Start of Block

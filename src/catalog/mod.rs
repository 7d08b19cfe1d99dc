pub mod error;
pub mod omdb;
pub mod repository;
pub mod types;

pub use error::{ErrorInfo, Fetched, RepositoryError};
pub use omdb::{DEFAULT_OMDB_BASE_URL, OmdbRepository};
pub use repository::CatalogRepository;
pub use types::{CatalogItem, CatalogPayload, DetailRecord};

End of Block

• _About this task_
Without leaving out a single line, retype the material above exactly.

• _Answer to this exercise_
filename src/catalog/mod.rs
repository 7d08b19cfe1d99dc
pub mod error;
pub mod omdb;
pub mod repository;
pub mod types;

pub use error::{ErrorInfo, Fetched, RepositoryError};
pub use omdb::{DEFAULT_OMDB_BASE_URL, OmdbRepository};
pub use repository::CatalogRepository;
pub use types::{CatalogItem, CatalogPayload, DetailRecord};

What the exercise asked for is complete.